» **Raw data**:
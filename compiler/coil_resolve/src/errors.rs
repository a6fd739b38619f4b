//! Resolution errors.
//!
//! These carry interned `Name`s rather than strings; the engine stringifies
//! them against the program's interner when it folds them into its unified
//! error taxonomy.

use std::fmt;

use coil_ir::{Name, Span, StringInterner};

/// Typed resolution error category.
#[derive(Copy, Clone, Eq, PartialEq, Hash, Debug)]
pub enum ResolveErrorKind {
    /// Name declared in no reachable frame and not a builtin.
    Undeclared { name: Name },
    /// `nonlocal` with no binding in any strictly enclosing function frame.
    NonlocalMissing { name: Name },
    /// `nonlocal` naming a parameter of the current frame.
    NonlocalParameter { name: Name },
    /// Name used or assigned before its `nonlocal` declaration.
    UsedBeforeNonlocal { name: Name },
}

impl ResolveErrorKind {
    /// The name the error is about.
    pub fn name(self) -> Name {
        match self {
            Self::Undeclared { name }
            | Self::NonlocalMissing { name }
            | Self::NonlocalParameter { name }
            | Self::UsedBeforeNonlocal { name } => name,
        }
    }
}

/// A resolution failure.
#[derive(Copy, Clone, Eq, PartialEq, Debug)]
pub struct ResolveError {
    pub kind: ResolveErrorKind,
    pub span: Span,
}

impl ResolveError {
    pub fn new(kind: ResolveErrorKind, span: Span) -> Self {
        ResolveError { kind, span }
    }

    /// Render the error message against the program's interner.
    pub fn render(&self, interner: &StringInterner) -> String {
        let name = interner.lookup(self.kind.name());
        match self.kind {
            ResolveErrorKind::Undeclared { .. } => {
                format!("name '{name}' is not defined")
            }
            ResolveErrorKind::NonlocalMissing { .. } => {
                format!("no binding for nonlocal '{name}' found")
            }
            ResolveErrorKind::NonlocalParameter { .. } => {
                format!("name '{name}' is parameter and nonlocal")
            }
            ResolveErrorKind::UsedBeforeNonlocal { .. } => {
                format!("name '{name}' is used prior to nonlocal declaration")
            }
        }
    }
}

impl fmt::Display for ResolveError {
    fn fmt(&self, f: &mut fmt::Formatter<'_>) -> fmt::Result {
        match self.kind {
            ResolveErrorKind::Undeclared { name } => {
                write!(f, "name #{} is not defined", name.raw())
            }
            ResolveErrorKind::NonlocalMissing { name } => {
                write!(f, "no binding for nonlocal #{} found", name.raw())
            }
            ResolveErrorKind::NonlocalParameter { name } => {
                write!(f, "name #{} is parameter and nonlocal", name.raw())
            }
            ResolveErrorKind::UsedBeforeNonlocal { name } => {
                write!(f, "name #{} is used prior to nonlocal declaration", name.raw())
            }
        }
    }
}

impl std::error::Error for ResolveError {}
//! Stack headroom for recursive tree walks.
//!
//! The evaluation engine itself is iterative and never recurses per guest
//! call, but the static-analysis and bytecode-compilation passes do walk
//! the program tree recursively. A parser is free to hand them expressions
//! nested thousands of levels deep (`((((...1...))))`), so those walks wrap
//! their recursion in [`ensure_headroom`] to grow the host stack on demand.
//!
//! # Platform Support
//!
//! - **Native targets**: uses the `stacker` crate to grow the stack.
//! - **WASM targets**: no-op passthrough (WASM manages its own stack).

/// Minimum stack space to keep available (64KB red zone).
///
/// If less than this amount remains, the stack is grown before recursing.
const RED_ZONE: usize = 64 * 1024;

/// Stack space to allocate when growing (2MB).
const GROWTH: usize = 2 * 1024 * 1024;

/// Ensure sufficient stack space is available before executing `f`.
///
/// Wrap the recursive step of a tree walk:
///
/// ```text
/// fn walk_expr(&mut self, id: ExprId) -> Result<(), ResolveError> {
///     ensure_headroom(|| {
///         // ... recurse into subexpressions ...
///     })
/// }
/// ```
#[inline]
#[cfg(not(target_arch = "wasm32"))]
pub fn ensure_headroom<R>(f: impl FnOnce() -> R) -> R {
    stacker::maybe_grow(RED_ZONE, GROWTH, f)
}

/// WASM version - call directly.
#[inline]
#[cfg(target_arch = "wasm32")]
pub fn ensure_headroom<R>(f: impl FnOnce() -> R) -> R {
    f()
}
==
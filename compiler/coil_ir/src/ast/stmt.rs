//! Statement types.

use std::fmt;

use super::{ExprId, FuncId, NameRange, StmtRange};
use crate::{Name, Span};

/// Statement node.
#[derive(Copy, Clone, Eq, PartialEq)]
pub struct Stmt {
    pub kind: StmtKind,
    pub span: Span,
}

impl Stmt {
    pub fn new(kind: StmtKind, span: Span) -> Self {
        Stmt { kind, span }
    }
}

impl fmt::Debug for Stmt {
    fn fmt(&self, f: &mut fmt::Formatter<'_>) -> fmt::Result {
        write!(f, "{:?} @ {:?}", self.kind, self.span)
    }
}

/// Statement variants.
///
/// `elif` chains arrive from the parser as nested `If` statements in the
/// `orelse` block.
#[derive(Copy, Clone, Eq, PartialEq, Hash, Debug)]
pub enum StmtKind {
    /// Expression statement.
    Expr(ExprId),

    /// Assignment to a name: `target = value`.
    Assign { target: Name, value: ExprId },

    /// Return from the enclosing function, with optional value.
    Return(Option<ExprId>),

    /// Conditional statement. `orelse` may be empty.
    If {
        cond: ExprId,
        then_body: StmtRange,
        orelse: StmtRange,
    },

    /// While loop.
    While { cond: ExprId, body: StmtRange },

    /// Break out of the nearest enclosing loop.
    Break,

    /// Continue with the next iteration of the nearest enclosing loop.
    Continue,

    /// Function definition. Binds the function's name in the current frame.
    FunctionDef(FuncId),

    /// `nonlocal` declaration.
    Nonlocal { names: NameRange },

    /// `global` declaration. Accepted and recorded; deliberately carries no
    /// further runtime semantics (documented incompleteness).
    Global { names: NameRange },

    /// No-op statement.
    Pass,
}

» **Your task**: Check each line of the records above for the string "current", and report every line that has it.

» **Reply to the exercise**:
    /// `nonlocal` naming a parameter of the current frame.
    /// Function definition. Binds the function's name in the current frame.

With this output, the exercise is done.